I ricercatori hanno quantificato per la prima volta le emissioni globali di un gas di zolfo prodotto dalla vita marina, rivelando che raffredda il clima più di quanto si pensasse, soprattutto nell’Oceano Antartico.
Lo studio, pubblicato sulla rivista Progressi scientifici, mostra che gli oceani non solo catturano e ridistribuiscono il calore del sole, ma producono gas che creano particelle con effetti climatici immediati, ad esempio attraverso lo schiarimento delle nuvole che riflettono questo calore.
Amplia l’impatto climatico dello zolfo marino perché aggiunge un nuovo composto, il metantiolo, che in precedenza era passato inosservato.
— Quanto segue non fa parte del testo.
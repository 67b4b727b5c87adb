//! User directory service

use bson::doc;
use std::collections::BTreeMap;

use crate::db::schemas::{format_sequence_id, UserDoc, USER_COLLECTION, USER_SEQUENCE};
use crate::db::{MongoClient, MongoCollection};
use crate::services::wrap_store;
use crate::types::Result;

/// Maximum accepted display name length
const MAX_NAME_LEN: usize = 100;

#[derive(Clone)]
pub struct UserService {
    mongo: MongoClient,
    users: MongoCollection<UserDoc>,
}

impl UserService {
    pub async fn new(mongo: &MongoClient) -> Result<Self> {
        Ok(Self {
            mongo: mongo.clone(),
            users: mongo.collection(USER_COLLECTION).await?,
        })
    }

    /// Register a user, assigning a "U-%02d" business id when absent
    pub async fn register(&self, mut user: UserDoc) -> Result<UserDoc> {
        if user.user_id.as_deref().map_or(true, str::is_empty) {
            let seq = self
                .mongo
                .next_sequence(USER_SEQUENCE)
                .await
                .map_err(|e| wrap_store("Failed to register user", e))?;
            user.user_id = Some(format_sequence_id("U", seq));
        }

        user.id = None;
        let id = self
            .users
            .insert_one(&user)
            .await
            .map_err(|e| wrap_store("Failed to register user", e))?;
        user.id = Some(id);

        Ok(user)
    }

    /// All users, insertion order as stored
    pub async fn list_users(&self) -> Result<Vec<UserDoc>> {
        self.users
            .find_many(doc! {})
            .await
            .map_err(|e| wrap_store("Failed to fetch users", e))
    }
}

/// Field-level validation for a registration body
///
/// An empty map means the body is acceptable.
pub fn validate_new_user(user: &UserDoc) -> BTreeMap<String, Vec<String>> {
    let mut errors = BTreeMap::new();

    if user.name.trim().is_empty() {
        errors.insert(
            "name".to_string(),
            vec!["The name field is required.".to_string()],
        );
    } else if user.name.chars().count() > MAX_NAME_LEN {
        errors.insert(
            "name".to_string(),
            vec![format!(
                "The field name must be a string with a maximum length of {}.",
                MAX_NAME_LEN
            )],
        );
    }

    errors
}

#[cfg(test)]
mod tests {
    use super::*;

    fn user_named(name: &str) -> UserDoc {
        UserDoc {
            id: None,
            user_id: None,
            name: name.to_string(),
            avatar_url: None,
        }
    }

    #[test]
    fn accepts_an_ordinary_name() {
        assert!(validate_new_user(&user_named("Eleanor Pena")).is_empty());
    }

    #[test]
    fn rejects_a_missing_name() {
        let errors = validate_new_user(&user_named("  "));
        assert_eq!(errors["name"], vec!["The name field is required.".to_string()]);
    }

    #[test]
    fn rejects_an_overlong_name() {
        let errors = validate_new_user(&user_named(&"x".repeat(101)));
        assert!(errors.contains_key("name"));
        assert!(validate_new_user(&user_named(&"x".repeat(100))).is_empty());
    }
}
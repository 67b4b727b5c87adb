//! Build script for sponsicore
//!
//! Captures git commit hash at build time for version verification.

use std::process::Command;

fn main() {
    // Get git commit hash
    let git_hash = Command::new("git")
        .args(["rev-parse", "--short", "HEAD"])
        .output()
        .ok()
        .and_then(|output| {
            if output.status.success() {
                String::from_utf8(output.stdout).ok()
            } else {
                None
            }
        })
        .map(|s| s.trim().to_string())
        .unwrap_or_else(|| "unknown".to_string());

    println!("cargo:rustc-env=GIT_COMMIT_SHORT={}", git_hash);

    // Get build timestamp
    let timestamp = chrono::Utc::now().format("%Y-%m-%dT%H:%M:%SZ").to_string();
    println!("cargo:rustc-env=BUILD_TIMESTAMP={}", timestamp);

    // Rebuild if git HEAD changes
    println!("cargo:rerun-if-changed=.git/HEAD");
    println!("cargo:rerun-if-changed=.git/refs/heads/");
}
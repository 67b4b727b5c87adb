//! Business logic services
//!
//! One service per collection. Every public operation returns the crate
//! `Result`; store failures are wrapped with a caller-facing context
//! message and nothing panics or escapes past a service boundary.

pub mod activities;
pub mod projects;
pub mod tasks;
pub mod users;

pub use activities::ActivityService;
pub use projects::ProjectService;
pub use tasks::{Actor, TaskService};
pub use users::UserService;

use crate::types::SponsicoreError;

/// Prefix a store failure with operation context, leaving domain errors alone
pub(crate) fn wrap_store(context: &str, err: SponsicoreError) -> SponsicoreError {
    match err {
        SponsicoreError::Database(msg) => {
            SponsicoreError::Database(format!("{}: {}", context, msg))
        }
        other => other,
    }
}
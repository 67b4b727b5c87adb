//! Project document schema

use bson::{doc, oid::ObjectId, Document};
use mongodb::options::IndexOptions;
use serde::{Deserialize, Serialize};

use crate::db::mongo::IntoIndexes;

/// Collection name for projects
pub const PROJECT_COLLECTION: &str = "Projects";

/// Project document stored in MongoDB
#[derive(Serialize, Deserialize, Clone, Debug, Default)]
#[serde(rename_all = "camelCase")]
pub struct ProjectDoc {
    /// MongoDB document ID
    #[serde(rename = "_id", skip_serializing_if = "Option::is_none")]
    pub id: Option<ObjectId>,

    /// Caller-supplied business id, unique across projects
    #[serde(default)]
    pub project_id: Option<String>,

    /// Display name
    #[serde(default)]
    pub project_name: Option<String>,
}

impl IntoIndexes for ProjectDoc {
    fn into_indices() -> Vec<(Document, Option<IndexOptions>)> {
        // Unique index backs the create-time conflict check; the partial
        // filter keeps documents without a projectId out of the constraint.
        vec![(
            doc! { "projectId": 1 },
            Some(
                IndexOptions::builder()
                    .unique(true)
                    .partial_filter_expression(doc! { "projectId": { "$type": "string" } })
                    .name("project_id_unique".to_string())
                    .build(),
            ),
        )]
    }
}
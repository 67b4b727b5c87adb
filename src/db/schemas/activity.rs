//! Activity document schema
//!
//! Human-readable audit entries tied to a task and/or project. Produced by
//! task mutations and directly through the activity API; soft-deletable but
//! otherwise append-only.

use bson::{doc, oid::ObjectId, Document};
use chrono::{DateTime, Utc};
use mongodb::options::IndexOptions;
use serde::{Deserialize, Serialize};

use crate::db::mongo::IntoIndexes;

/// Collection name for activities
pub const ACTIVITY_COLLECTION: &str = "Activities";

/// Activity document stored in MongoDB
#[derive(Serialize, Deserialize, Clone, Debug)]
#[serde(rename_all = "camelCase")]
pub struct ActivityDoc {
    /// MongoDB document ID
    #[serde(rename = "_id", skip_serializing_if = "Option::is_none")]
    pub id: Option<ObjectId>,

    /// Business id of the task this entry describes
    #[serde(default)]
    pub task_id: Option<String>,

    /// Task title snapshot at the time of the event
    #[serde(default)]
    pub task_title: Option<String>,

    #[serde(default)]
    pub project_id: Option<String>,

    /// Acting user
    #[serde(default)]
    pub user_id: Option<String>,

    #[serde(default)]
    pub user_name: Option<String>,

    #[serde(default)]
    pub avatar_url: Option<String>,

    /// Short event label, e.g. "renamed the task name"
    #[serde(default)]
    pub activity_title: Option<String>,

    /// Human-readable change text
    #[serde(default)]
    pub activity_description: Option<String>,

    /// Compound "status|priority" string before the change
    #[serde(default)]
    pub state_from: Option<String>,

    /// Compound "status|priority" string after the change
    #[serde(default)]
    pub state_to: Option<String>,

    #[serde(default = "now")]
    pub created_at: DateTime<Utc>,

    #[serde(default)]
    pub is_deleted: bool,
}

fn now() -> DateTime<Utc> {
    Utc::now()
}

impl IntoIndexes for ActivityDoc {
    fn into_indices() -> Vec<(Document, Option<IndexOptions>)> {
        vec![
            (
                doc! { "taskId": 1, "createdAt": -1 },
                Some(IndexOptions::builder().name("task_created_index".to_string()).build()),
            ),
            (
                doc! { "projectId": 1, "createdAt": -1 },
                Some(IndexOptions::builder().name("project_created_index".to_string()).build()),
            ),
        ]
    }
}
I ricercatori hanno rilevato il gas solo di recente, perché era notoriamente difficile da misurare e i lavori precedenti si erano concentrati sugli oceani più caldi, mentre gli oceani polari sono i punti caldi delle emissioni.
La ricerca è stata condotta da un team di scienziati dell’Istituto di scienze marine (ICM-CSIC) e dell’Istituto di chimica fisica Blas Cabrera (IQF-CSIC) in Spagna. Tra questi figurava il dottor Charel Wohl, precedentemente presso l’ICM-CSIC e ora presso l’Università dell’East Anglia (UEA) nel Regno Unito.
Le loro scoperte rappresentano un importante passo avanti rispetto a una delle teorie più innovative proposte 40 anni fa sul ruolo dell’oceano nella regolazione del clima terrestre.
Ciò ha suggerito che il plancton microscopico che vive sulla superficie dei mari produce zolfo sotto forma di un gas, il dimetilsolfuro, che una volta nell’atmosfera si ossida e forma piccole particelle chiamate aerosol.
Gli aerosol riflettono parte della radiazione solare nello spazio e quindi riducono il calore trattenuto dalla Terra. Il loro effetto di raffreddamento viene amplificato quando vengono coinvolti nella formazione delle nuvole, con un effetto opposto, ma della stessa entità, a quello dei ben noti gas serra riscaldanti, come l’anidride carbonica o il metano.
I ricercatori sostengono che questo nuovo lavoro migliora la nostra comprensione di come è regolato il clima del pianeta aggiungendo un componente precedentemente trascurato e illustra l’importanza cruciale degli aerosol di zolfo. Evidenziano inoltre l’entità dell’impatto delle attività umane sul clima e il fatto che il pianeta continuerà a riscaldarsi se non verrà intrapresa alcuna azione.
Il dottor Wohl, del Centro per le scienze oceaniche e atmosferiche dell’UEA e uno degli autori principali, ha dichiarato: “Questo è l’elemento climatico con la maggiore capacità di raffreddamento, ma anche il meno compreso. Sapevamo che il metantiolo usciva dall’oceano, ma non avevamo idea di quanto e dove. Inoltre non sapevamo che avesse un tale impatto sul clima.
“I modelli climatici hanno ampiamente sovrastimato la radiazione solare che effettivamente raggiunge l’Oceano Antartico, in gran parte perché non sono in grado di simulare correttamente le nuvole. Il lavoro svolto qui colma parzialmente il divario di conoscenze di lunga data tra modelli e osservazioni”.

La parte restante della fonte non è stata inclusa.